Référence subtile à la tragédie grecque classique, le film met en scène une Antigone du XXIème siècle qui quitte la capitale pour retrouver les sources de sa ville natale. Petit village de bord de mer où elle pense endiguer ses problèmes économiques et renouer quelque peu avec le sens des choses. Elle arrive dans une ville fantôme, à commencer par la gare où un vieil homme assis qui pourrait tenir le rôle du coryphée, lui prédit une tempête à venir. Dehors les bâtiments sont couverts de graffitis et la forêt a brûlé.

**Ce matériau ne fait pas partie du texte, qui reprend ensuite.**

use std::path::PathBuf;

use super::*;

fn check(text: &str) -> Option<Diagnostic> {
    FriendRule.check(&SourceFile::new(PathBuf::from("test.hpp"), text.to_string()))
}

#[test]
fn friend_after_specifier_is_flagged() {
    let text = "class A {\nprivate:\nfriend class B;\n};\n";
    let diagnostic = check(text).unwrap();
    assert_eq!(diagnostic.message, "Error: Misplaced friend declaration.");
    assert_eq!(diagnostic.kind, RuleKind::FriendMisplaced);
}

#[test]
fn friend_before_any_specifier_is_clean() {
    let text = "class A {\nfriend class B;\nprivate:\nint x;\n};\n";
    assert!(check(text).is_none());
}

#[test]
fn friend_without_specifiers_is_clean() {
    assert!(check("class A {\nfriend class B;\n};\n").is_none());
}

#[test]
fn specifier_without_friend_is_clean() {
    assert!(check("class A {\nprivate:\nint x;\n};\n").is_none());
}

#[test]
fn friend_outside_class_body_is_ignored() {
    let text = "private:\nfriend class B;\n";
    assert!(check(text).is_none());
}

#[test]
fn friend_in_comment_is_ignored() {
    let text = "class A {\nprivate:\n// friend class B;\nint x;\n};\n";
    assert!(check(text).is_none());
}

#[test]
fn flagged_nested_class_is_detected() {
    let text = "class Outer {\nclass Inner {\npublic:\nfriend class B;\n};\n};\n";
    assert!(check(text).is_some());
}

#[test]
fn one_diagnostic_for_multiple_flagged_classes() {
    let text = "class A {\nprivate:\nfriend class X;\n};\nclass B {\npublic:\nfriend class Y;\n};\n";
    let diagnostic = check(text).unwrap();
    assert_eq!(diagnostic.kind, RuleKind::FriendMisplaced);
}

#[test]
fn specifier_only_after_friend_in_second_class_is_clean() {
    let text = "class A {\nfriend class X;\n};\nclass B {\nprivate:\nint x;\n};\n";
    assert!(check(text).is_none());
}
use tempfile::TempDir;

use crate::cli::InitArgs;
use crate::config::Config;

use super::*;

#[test]
fn init_writes_parseable_template() {
    let dir = TempDir::new().unwrap();
    let output = dir.path().join(".hdr-guard.toml");
    let args = InitArgs {
        output: output.clone(),
        force: false,
    };

    run_init_impl(&args).unwrap();

    let content = std::fs::read_to_string(&output).unwrap();
    let config: Config = toml::from_str(&content).unwrap();
    assert_eq!(config.rules.extensions, vec!["h", "hpp"]);
    assert_eq!(config.rules.guard_marker, "#pragma once");
}

#[test]
fn init_refuses_to_overwrite_without_force() {
    let dir = TempDir::new().unwrap();
    let output = dir.path().join(".hdr-guard.toml");
    std::fs::write(&output, "existing").unwrap();

    let args = InitArgs {
        output: output.clone(),
        force: false,
    };
    assert!(run_init_impl(&args).is_err());
    assert_eq!(std::fs::read_to_string(&output).unwrap(), "existing");
}

#[test]
fn init_overwrites_with_force() {
    let dir = TempDir::new().unwrap();
    let output = dir.path().join(".hdr-guard.toml");
    std::fs::write(&output, "existing").unwrap();

    let args = InitArgs {
        output: output.clone(),
        force: true,
    };
    run_init_impl(&args).unwrap();

    assert!(std::fs::read_to_string(&output).unwrap().contains("[rules]"));
}

#[test]
fn template_keeps_strict_commented_out() {
    let template = generate_config_template();
    let config: Config = toml::from_str(&template).unwrap();
    assert!(!config.rules.strict);
}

Antigone trouve un job d’institutrice, retrouve ses amis Eleni, et Dimitri, et répond aux avances  du beau et jeune Nikos qui travaille à la casse. Mais la tension est perceptible et sa personnalité de feu va vite se révéler incompatible avec le monde rural qui s’est assombri depuis son départ.

Le village heureux d’autrefois a laissé place à la violence et à l’intolérance. Comme dans la pièce de Sophocle, elle s’oppose au tenant du pouvoir incarné par Nondas, le patron de la casse, un repris de justice qui exerce sa domination sordide sur la population avec la complicité du responsable de la police.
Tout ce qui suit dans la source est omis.